Collections in the RDA Registry

In the RDA Registry and Research Data Australia, the concept of a collection means an aggregation of physical and/or digital resources which has meaning in a research context. This context includes the research process itself, any resources which support that process, and the linked scholarly communications cycle with its research outputs of publications, software and data. Objects from these collections provide context and meaning for each other.

A collection in Research Data Australia:

  • must be understood as a single aggregation of resources within its research context;
  • is not comprised exclusively of documents as the output of research, although they can certainly be documents as the subject matter of research; and 
  • has Australian relevance, either through involvement of Australian researchers, or Australian subject matter.

Research Data Australia can accommodate collections of research data resources as defined by the Research Data Australia Collection Development Policy. Generally, stand-alone publication outputs, such as theses, journal articles or books, are not within the scope of collections for the RDA Registry (although valuable as related information). However, stand-alone publications would be considered for inclusion where the published material:

  • has been integrated into a collection of unpublished items

  • is integral to the use and understanding of other collection materials in Research Data Australia

  • is part of a collection where significant value has been added to the collection through mark-up and hyperlinks.

Metadata for Collection records in the RDA Registry

The table below specifies the mandatory and optional elements for creating a collection record for the RDA registry. Click on the label name to see how the element should be encoded.

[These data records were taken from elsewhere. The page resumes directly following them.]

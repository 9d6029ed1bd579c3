//! EuropePMC query command handler.

use std::fs;
use std::path::{Path, PathBuf};
use std::sync::LazyLock;

use anyhow::{bail, Context};
use bioinv_epmc::{substitute_date_range, EpmcClient};
use chrono::Utc;
use regex::Regex;

use crate::HttpOpts;

static DATE_RE: LazyLock<Regex> =
    LazyLock::new(|| Regex::new(r"^\d{4}(-\d{2}(-\d{2})?)?$").expect("valid date regex"));

/// Runs a search against EuropePMC and writes the results table plus a
/// stamp file with today's date, for use as `--from-date` on the next run.
pub(crate) async fn run_query(
    query_arg: &str,
    from_date: &str,
    page_size: u32,
    out_dir: &Path,
    http: &HttpOpts,
) -> anyhow::Result<()> {
    // The query argument may be the query itself or a path to a file
    // holding it.
    let template = if Path::new(query_arg).is_file() {
        fs::read_to_string(query_arg)
            .with_context(|| format!("cannot read query file {query_arg}"))?
            .trim()
            .to_owned()
    } else {
        query_arg.to_owned()
    };

    if !DATE_RE.is_match(from_date) {
        bail!("from-date \"{from_date}\" must be one of YYYY, YYYY-MM, or YYYY-MM-DD");
    }

    let today = Utc::now().format("%Y-%m-%d").to_string();
    let query = substitute_date_range(&template, from_date, &today);

    let client = EpmcClient::new(http.timeout_secs, &http.user_agent)
        .map_err(|e| anyhow::anyhow!("failed to build EuropePMC client: {e}"))?;

    tracing::info!(query = %query, page_size, "querying EuropePMC");
    let articles = client.search_all(&query, page_size).await?;

    fs::create_dir_all(out_dir)
        .with_context(|| format!("cannot create output directory {}", out_dir.display()))?;
    let csv_out: PathBuf = out_dir.join("new_query_results.csv");
    let date_out: PathBuf = out_dir.join("last_query_date.txt");

    crate::io::write_articles(&csv_out, &articles)?;
    fs::write(&date_out, format!("{today}\n"))
        .with_context(|| format!("cannot write {}", date_out.display()))?;

    println!(
        "Done. Wrote {} articles to {}.",
        articles.len(),
        csv_out.display()
    );
    Ok(())
}

#[cfg(test)]
mod tests {
    use super::*;

    #[test]
    fn accepts_valid_date_forms() {
        for date in ["2011", "2011-06", "2011-06-15"] {
            assert!(DATE_RE.is_match(date), "should accept {date}");
        }
    }

    #[test]
    fn rejects_invalid_date_forms() {
        for date in ["11", "2011-6", "2011/06/15", "yesterday", "2011-06-15-01"] {
            assert!(!DATE_RE.is_match(date), "should reject {date}");
        }
    }
}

Provide as many optional elements as you can, and follow the guidelines in the best practice sections to maximise discovery and reuse of your data.


Label in the RDA Registry

Schema element or attribute name

Obligation

Repeatable

Definition

registry object

<registryObject>

Mandatory


A wrapper element for metadata records (registry objects). It has no relationship to objects being described, but exists solely as part of the interchange infrastructure.

originating source

<originatingSource>

Mandatory

N

The entity holding the managed version of the registry object metadata, as represented by a URI. The primary source of truth for the metadata record.

group

@group

Mandatory

N

The organisation that is contributing the metadata record (registryObject), that is, the metadata publisher.

key

<key>

Mandatory

N

A unique string that persistently identifies a metadata record within the RDA Registry.

collection

<collection>

Mandatory

N

“Collection” is one of four classes of things that may be described in a metadata record.

collection type

@type

Mandatory

N

The type of collection selected from a predefined list.

name/title

<name>

Mandatory

Y

The name or title given to a collection.

description

<description>

Mandatory

Y

A plain text description of a collection.

location/address

<location>

Optional

Y

For collections published online, locations will usually be electronic addresses (URLs). For physical collections, this may be a street or postal address or spatial location.

related object (party)
OR
related info (party)

<relatedObject>
OR
<relatedInfo>

Optional

Y

A related party linked to the collection using an object key or an identifier.

related object (activity)
OR
related info (activity)

<relatedObject>
OR
<relatedInfo>

Optional

Y

A related activity linked to the collection using an object key or an identifier.

related object (service)
OR
related info (service)

<relatedObject>
OR
<relatedInfo>

OptionalYA related service linked to the collection using an object key or an identifier.
related info<relatedInfo>OptionalYAdditional information related to the collection, or providing context to the collection, including quality, provenance and reuse information.

rights

<rights>

Optional

Y

A wrapper element that contains descriptions of rights, licences and access rights for a collection, in both text and URI formats.

citation

<citationInfo>

Optional

Y

The preferred form for citing a collection to enable data to be referenced.

dates

<dates>

Optional

Y

Dates associated with an event in the lifecycle of the collection.

identifier

<identifier>

Optional

Y

A sequence of characters or words that uniquely identify a collection within a particular context or the domain of a specified authority.

subject

<subject>

Optional

Y

A term, keyword, classification code or phrase representing the primary topic or topics covered by a collection.

spatial coverage

<coverage>

Optional

Y

Spatial characteristics of a collection described using coordinates or text.

temporal coverage

<coverage>

Optional

Y

Temporal characteristics of a collection described using dates or text.

date modified

@dateModified

Optional

N

The date the collection record metadata was last changed in the source system.

date accessioned

@dateAccessioned

Optional

N

The date the collection record was accessioned into its source system.

<element>; @ = attribute

Collection attributes

Collection Type

A Collection Type must be specified, preferably from the Collection Type vocabulary below.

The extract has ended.